- Work request:
Everything from the top of the data below through the line with "that need to" should be duplicated exactly, and nothing past it.

- Supplied material:
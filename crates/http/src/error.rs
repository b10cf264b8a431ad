//! Control-plane errors of the transport.
//!
//! Route registration and server start-up fail with [`HttpdError`]. Every variant maps to a
//! stable numeric [`code`] so callers that only understand status codes (or that need to
//! report them further up) can branch on it.

use std::io;
use std::net::SocketAddr;

use http::Method;
use thiserror::Error;

/// Native status codes reported by [`HttpdError::code`].
pub mod code {
    /// Generic failure.
    pub const FAIL: i32 = -1;
    /// An argument, such as a route uri, is malformed.
    pub const INVALID_ARG: i32 = 0x102;
    /// The requested route does not exist.
    pub const NOT_FOUND: i32 = 0x105;
    /// The route table has reached `max_uri_handlers`.
    pub const HANDLERS_FULL: i32 = 0xb001;
    /// A handler is already registered for the `(uri, method)` pair.
    pub const HANDLER_EXISTS: i32 = 0xb002;
    /// The listener task could not be started.
    pub const TASK: i32 = 0xb008;
}

#[derive(Debug, Error)]
pub enum HttpdError {
    #[error("route table is full, max handlers: {max}")]
    HandlersFull { max: usize },

    #[error("handler already registered for {method} {uri}")]
    HandlerExists { uri: String, method: Method },

    #[error("no handler registered for {}", describe_route(.method, .uri))]
    HandlerNotFound { uri: String, method: Option<Method> },

    #[error("invalid route uri: {uri:?}")]
    InvalidUri { uri: String },

    #[error("can't bind listener at {address}: {source}")]
    Bind {
        address: SocketAddr,
        #[source]
        source: io::Error,
    },

    #[error("invalid tls material: {reason}")]
    Tls { reason: String },
}

impl HttpdError {
    pub fn handler_exists<S: ToString>(uri: S, method: Method) -> Self {
        Self::HandlerExists { uri: uri.to_string(), method }
    }

    pub fn handler_not_found<S: ToString>(uri: S, method: Option<Method>) -> Self {
        Self::HandlerNotFound { uri: uri.to_string(), method }
    }

    pub fn invalid_uri<S: ToString>(uri: S) -> Self {
        Self::InvalidUri { uri: uri.to_string() }
    }

    pub fn tls<S: ToString>(reason: S) -> Self {
        Self::Tls { reason: reason.to_string() }
    }

    /// The native status code of this error.
    pub fn code(&self) -> i32 {
        match self {
            HttpdError::HandlersFull { .. } => code::HANDLERS_FULL,
            HttpdError::HandlerExists { .. } => code::HANDLER_EXISTS,
            HttpdError::HandlerNotFound { .. } => code::NOT_FOUND,
            HttpdError::InvalidUri { .. } => code::INVALID_ARG,
            HttpdError::Bind { .. } => code::TASK,
            HttpdError::Tls { .. } => code::FAIL,
        }
    }
}

fn describe_route(method: &Option<Method>, uri: &str) -> String {
    match method {
        Some(method) => format!("{method} {uri}"),
        None => uri.to_string(),
    }
}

- Answer to the exercise:
filename crates/http/src/error.rs
repository b10cf264b8a431ad
//! Control-plane errors of the transport.
//!
//! Route registration and server start-up fail with [`HttpdError`]. Every variant maps to a
//! stable numeric [`code`] so callers that only understand status codes (or that need to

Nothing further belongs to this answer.